## EXERCISE DETAILS:
Gather from the listing below each line that includes the word "HashSet", and copy it.

## DATA IN THIS EXERCISE:

━━━

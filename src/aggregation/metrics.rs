//! Claims-level metrics over processed claims
//!
//! One fold over the claims into `MetricsAccumulator`, then a single
//! conversion into the read-only `AggregatedMetrics` shape.

use std::collections::{BTreeMap, HashMap, HashSet};

use serde::{Deserialize, Serialize};

use crate::config::ProcessedClaim;

/// Per-month totals
#[derive(Debug, Clone, Default, PartialEq, Serialize, Deserialize)]
pub struct MonthBucket {
    /// `YYYY-MM`
    pub month: String,
    pub claim_count: usize,
    pub medical: f64,
    pub pharmacy: f64,
    pub total: f64,
    pub stop_loss_reimbursement: f64,
    pub net_paid: f64,
}

/// Per-service-type totals
#[derive(Debug, Clone, Default, PartialEq, Serialize, Deserialize)]
pub struct ServiceBucket {
    pub service_type: String,
    pub claim_count: usize,
    pub total: f64,
    /// Fraction of total spend; `None` when total spend is zero
    pub share: Option<f64>,
}

#[derive(Debug, Clone, Default, PartialEq, Serialize, Deserialize)]
pub struct AggregatedMetrics {
    pub claim_count: usize,
    pub claimant_count: usize,
    pub total_medical: f64,
    pub total_pharmacy: f64,
    pub total_claims: f64,
    pub total_stop_loss_excess: f64,
    pub total_stop_loss_reimbursement: f64,
    pub total_net_paid: f64,
    /// Claims whose total exceeded the stop-loss threshold
    pub claims_over_threshold: usize,
    /// `None` when there are no claims
    pub average_claim: Option<f64>,
    /// Chronological
    pub month_sequence: Vec<MonthBucket>,
    /// Descending by total
    pub service_distribution: Vec<ServiceBucket>,
}

/// Running state for the aggregation fold
#[derive(Debug, Default)]
pub struct MetricsAccumulator {
    claim_count: usize,
    claimants: HashSet<String>,
    total_medical: f64,
    total_pharmacy: f64,
    total_claims: f64,
    total_excess: f64,
    total_reimbursement: f64,
    total_net_paid: f64,
    over_threshold: usize,
    months: BTreeMap<String, MonthBucket>,
    services: HashMap<String, ServiceBucket>,
}

impl MetricsAccumulator {
    pub fn add(mut self, claim: &ProcessedClaim) -> Self {
        let c = &claim.claim;

        self.claim_count += 1;
        if !c.claimant_id.is_empty() {
            self.claimants.insert(c.claimant_id.clone());
        }
        self.total_medical += c.medical_amount;
        self.total_pharmacy += c.pharmacy_amount;
        self.total_claims += c.total_amount;
        self.total_excess += claim.stop_loss_excess;
        self.total_reimbursement += claim.stop_loss_reimbursement;
        self.total_net_paid += claim.net_paid;
        if claim.stop_loss_triggered {
            self.over_threshold += 1;
        }

        let month = self
            .months
            .entry(c.month_key.clone())
            .or_insert_with(|| MonthBucket {
                month: c.month_key.clone(),
                ..Default::default()
            });
        month.claim_count += 1;
        month.medical += c.medical_amount;
        month.pharmacy += c.pharmacy_amount;
        month.total += c.total_amount;
        month.stop_loss_reimbursement += claim.stop_loss_reimbursement;
        month.net_paid += claim.net_paid;

        let service = self
            .services
            .entry(c.service_type.clone())
            .or_insert_with(|| ServiceBucket {
                service_type: c.service_type.clone(),
                ..Default::default()
            });
        service.claim_count += 1;
        service.total += c.total_amount;

        self
    }

    pub fn finish(self) -> AggregatedMetrics {
        let total = self.total_claims;

        let mut service_distribution: Vec<ServiceBucket> = self
            .services
            .into_values()
            .map(|mut s| {
                s.share = (total != 0.0).then(|| s.total / total);
                s
            })
            .collect();
        service_distribution.sort_by(|a, b| {
            b.total
                .total_cmp(&a.total)
                .then_with(|| a.service_type.cmp(&b.service_type))
        });

        AggregatedMetrics {
            claim_count: self.claim_count,
            claimant_count: self.claimants.len(),
            total_medical: self.total_medical,
            total_pharmacy: self.total_pharmacy,
            total_claims: total,
            total_stop_loss_excess: self.total_excess,
            total_stop_loss_reimbursement: self.total_reimbursement,
            total_net_paid: self.total_net_paid,
            claims_over_threshold: self.over_threshold,
            average_claim: (self.claim_count > 0).then(|| total / self.claim_count as f64),
            // BTreeMap over `YYYY-MM` keys iterates in calendar order
            month_sequence: self.months.into_values().collect(),
            service_distribution,
        }
    }
}

/// Aggregate processed claims into totals, a month sequence and a service distribution
pub fn aggregate_metrics(claims: &[ProcessedClaim]) -> AggregatedMetrics {
    let metrics = claims
        .iter()
        .fold(MetricsAccumulator::default(), MetricsAccumulator::add)
        .finish();

    log::debug!(
        "aggregated {} claims over {} months, {} service types",
        metrics.claim_count,
        metrics.month_sequence.len(),
        metrics.service_distribution.len()
    );
    metrics
}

━━━

## WRITTEN ANSWER:
use std::collections::{BTreeMap, HashMap, HashSet};
    claimants: HashSet<String>,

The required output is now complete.